From the data below, copy exactly the lines that lie between the one holding "impl Default for ArcadeConfig" and the one holding "height: WORLD_HEIGHT as", including both, and nothing more.

— Data records —
┏━━

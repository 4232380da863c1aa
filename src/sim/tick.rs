//! Fixed timestep simulation tick
//!
//! One call to `tick` is one frame of the scene: the physics step the host
//! engine would run, followed by the scene's own update (movement, hazard
//! spawn key, restart key). Gameplay callbacks fired by the physics step
//! (`collect_star`, `hit_bomb`) are plain functions over the scene.

use glam::Vec2;
use rand::Rng;

use super::anims::AnimKey;
use super::body::Body;
use super::physics::{Interaction, separate_from_static};
use super::state::{Bomb, GameEvent, GamePhase, Scene};
use crate::consts::*;

/// Held keys for a single tick (deterministic)
#[derive(Debug, Clone, Copy, Default, PartialEq, Eq)]
pub struct TickInput {
    /// Arrow keys
    pub left: bool,
    pub right: bool,
    pub up: bool,
    pub down: bool,
    /// Shift: add a hazard every tick while held
    pub spawn_bomb: bool,
    /// Space: throw the scene away and start over
    pub restart: bool,
}

/// Advance the scene by one fixed timestep
pub fn tick(scene: &mut Scene, input: &TickInput, dt: f32) {
    scene.time_ticks += 1;

    if !scene.world.paused {
        step_physics(scene, dt);
    }
    scene.player.anim.advance(&scene.anims, dt);

    player_control(scene, input);

    if input.spawn_bomb {
        spawn_bomb(scene);
    }

    if input.restart {
        scene.restart();
    }
}

/// Velocity straight from the keys, no acceleration
fn player_control(scene: &mut Scene, input: &TickInput) {
    let player = &mut scene.player;

    if input.left || input.right {
        player.body.vel.x = if input.left {
            -PLAYER_RUN_SPEED
        } else {
            PLAYER_RUN_SPEED
        };
        player
            .anim
            .play(if input.left { AnimKey::Left } else { AnimKey::Right }, true);
    } else {
        player.body.vel.x = 0.0;
        player.anim.play(AnimKey::Turn, false);
    }

    if input.up || input.down {
        player.body.vel.y = if input.up {
            -PLAYER_CLIMB_SPEED
        } else {
            PLAYER_CLIMB_SPEED
        };
    }
}

/// Integrate every enabled body, then resolve registered pairings in order.
/// A callback that pauses the world stops the remaining pairings.
pub fn step_physics(scene: &mut Scene, dt: f32) {
    let world = &scene.world;
    world.integrate(&mut scene.player.body, dt);
    for star in &mut scene.stars {
        world.integrate(&mut star.body, dt);
    }
    for bomb in &mut scene.bombs {
        world.integrate(&mut bomb.body, dt);
    }

    let interactions = scene.world.interactions().to_vec();
    for interaction in interactions {
        if scene.world.paused {
            break;
        }
        match interaction {
            Interaction::PlayerPlatforms => {
                for platform in &scene.platforms {
                    separate_from_static(&mut scene.player.body, &platform.bounds);
                }
            }
            Interaction::StarsPlatforms => {
                for star in &mut scene.stars {
                    for platform in &scene.platforms {
                        separate_from_static(&mut star.body, &platform.bounds);
                    }
                }
            }
            Interaction::BombsPlatforms => {
                for bomb in &mut scene.bombs {
                    for platform in &scene.platforms {
                        separate_from_static(&mut bomb.body, &platform.bounds);
                    }
                }
            }
            Interaction::PlayerStars => {
                for i in 0..scene.stars.len() {
                    if scene.player.body.touches(&scene.stars[i].body) {
                        collect_star(scene, i);
                    }
                }
            }
            Interaction::PlayerBombs => {
                let hit = scene
                    .bombs
                    .iter()
                    .position(|b| scene.player.body.touches(&b.body));
                if let Some(index) = hit {
                    hit_bomb(scene, index);
                }
            }
        }
    }
}

/// Collect the star at `index`. Returns the points awarded, or `None` if the
/// star is missing, already collected, or the game is over.
///
/// Collecting the last active star reactivates the whole set and adds a hazard.
pub fn collect_star(scene: &mut Scene, index: usize) -> Option<u64> {
    if scene.is_game_over() {
        return None;
    }
    let star = scene.stars.get_mut(index)?;
    if !star.active {
        return None;
    }
    star.deactivate();
    let star_id = star.id;

    let points = STAR_POINTS * (1 + scene.bombs.len() as u64);
    scene.score += points;
    scene.events.push(GameEvent::StarCollected {
        star_id,
        points,
        score: scene.score,
    });

    if scene.active_star_count() == 0 {
        reset_stars(scene);
        scene.events.push(GameEvent::StarsReset);
        log::debug!("All stars collected, score {}", scene.score);
        spawn_bomb(scene);
    }

    Some(points)
}
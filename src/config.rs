//! Game configuration
//!
//! Mirrors the host engine config: renderer, canvas size, mount element and
//! arcade physics defaults. A JSON override can be stored in LocalStorage.

use serde::{Deserialize, Serialize};

use crate::consts::{GRAVITY_Y, WORLD_HEIGHT, WORLD_WIDTH};

/// Which graphics backend to ask for
#[derive(Debug, Clone, Copy, PartialEq, Eq, Serialize, Deserialize, Default)]
pub enum RendererKind {
    /// WebGPU when available, WebGL otherwise
    #[default]
    Auto,
    WebGpu,
    WebGl,
}

impl RendererKind {
    pub fn as_str(&self) -> &'static str {
        match self {
            RendererKind::Auto => "Auto",
            RendererKind::WebGpu => "WebGPU",
            RendererKind::WebGl => "WebGL",
        }
    }

    pub fn from_str(s: &str) -> Option<Self> {
        match s.to_lowercase().as_str() {
            "auto" => Some(RendererKind::Auto),
            "webgpu" | "gpu" => Some(RendererKind::WebGpu),
            "webgl" | "gl" => Some(RendererKind::WebGl),
            _ => None,
        }
    }

    /// Backends to request from wgpu
    pub fn backends(&self) -> wgpu::Backends {
        match self {
            RendererKind::Auto => wgpu::Backends::BROWSER_WEBGPU | wgpu::Backends::GL,
            RendererKind::WebGpu => wgpu::Backends::BROWSER_WEBGPU,
            RendererKind::WebGl => wgpu::Backends::GL,
        }
    }
}

/// Arcade physics profile
#[derive(Debug, Clone, Copy, PartialEq, Serialize, Deserialize)]
#[serde(default)]
pub struct ArcadeConfig {
    /// Constant downward gravity (pixels/s²)
    pub gravity_y: f32,
    /// Draw body outlines
    pub debug: bool,
}

impl Default for ArcadeConfig {
    fn default() -> Self {
        Self {
            gravity_y: GRAVITY_Y,
            debug: false,
        }
    }
}

/// Top-level game configuration
#[derive(Debug, Clone, PartialEq, Serialize, Deserialize)]
#[serde(default)]
pub struct GameConfig {
    pub renderer: RendererKind,
    /// Canvas width in CSS pixels (also the world width)
    pub width: u32,
    /// Canvas height in CSS pixels (also the world height)
    pub height: u32,
    /// Id of the page element the canvas is mounted into
    pub parent: String,
    pub physics: ArcadeConfig,
}

impl Default for GameConfig {
    fn default() -> Self {
        Self {
            renderer: RendererKind::Auto,
            width: WORLD_WIDTH as u32,
            height: WORLD_HEIGHT as u32,
            parent: "gameContainer".to_string(),
            physics: ArcadeConfig::default(),
        }
    }
}

impl GameConfig {
    /// LocalStorage key (used only in wasm32)
    #[cfg_attr(not(target_arch = "wasm32"), allow(dead_code))]
    const STORAGE_KEY: &'static str = "pineapple_panic_config";

    /// Parse a JSON override; missing fields keep their defaults
    pub fn from_json(json: &str) -> Option<Self> {
        match serde_json::from_str::<GameConfig>(json) {
            Ok(config) => Some(config.sanitized()),
            Err(e) => {
                log::warn!("Ignoring invalid config override: {}", e);
                None
            }
        }
    }

    /// Zero-sized canvases fall back to the defaults
    fn sanitized(mut self) -> Self {
        let defaults = Self::default();
        if self.width == 0 {
            self.width = defaults.width;
        }
        if self.height == 0 {
            self.height = defaults.height;
        }
        if self.parent.is_empty() {
            self.parent = defaults.parent;
        }
        self
    }

    /// Apply `?renderer=webgl` style overrides from the page URL
    pub fn apply_query(&mut self, query: &str) {
        for pair in query.trim_start_matches('?').split('&') {
            if let Some(("renderer", value)) = pair.split_once('=') {
                match RendererKind::from_str(value) {
                    Some(kind) => self.renderer = kind,
                    None => log::warn!(
                        "Unknown renderer '{}' in URL, keeping {}",
                        value,
                        self.renderer.as_str()
                    ),
                }
            }
        }
    }

    /// Load config from LocalStorage, then apply URL overrides (WASM only)
    #[cfg(target_arch = "wasm32")]
    pub fn load() -> Self {
        let window = web_sys::window();
        let stored = window
            .as_ref()
            .and_then(|w| w.local_storage().ok())
            .flatten()
            .and_then(|storage| storage.get_item(Self::STORAGE_KEY).ok().flatten())
            .and_then(|json| Self::from_json(&json));

        let mut config = match stored {
            Some(config) => {
                log::info!("Loaded config override from LocalStorage");
                config
            }
            None => {
                log::info!("Using default config");
                Self::default()
            }
        };

        if let Some(search) = window.and_then(|w| w.location().search().ok()) {
            config.apply_query(&search);
        }
        log::info!("Renderer: {}", config.renderer.as_str());
        config
    }

    /// Native stub
    #[cfg(not(target_arch = "wasm32"))]
    pub fn load() -> Self {
        Self::default()
    }
}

┗━━

— Written response —
impl Default for ArcadeConfig {
    fn default() -> Self {
        Self {
            gravity_y: GRAVITY_Y,
            debug: false,
        }
    }
}

/// Top-level game configuration
#[derive(Debug, Clone, PartialEq, Serialize, Deserialize)]
#[serde(default)]
pub struct GameConfig {
    pub renderer: RendererKind,
    /// Canvas width in CSS pixels (also the world width)
    pub width: u32,
    /// Canvas height in CSS pixels (also the world height)
    pub height: u32,
    /// Id of the page element the canvas is mounted into
    pub parent: String,
    pub physics: ArcadeConfig,
}

impl Default for GameConfig {
    fn default() -> Self {
        Self {
            renderer: RendererKind::Auto,
            width: WORLD_WIDTH as u32,
            height: WORLD_HEIGHT as u32,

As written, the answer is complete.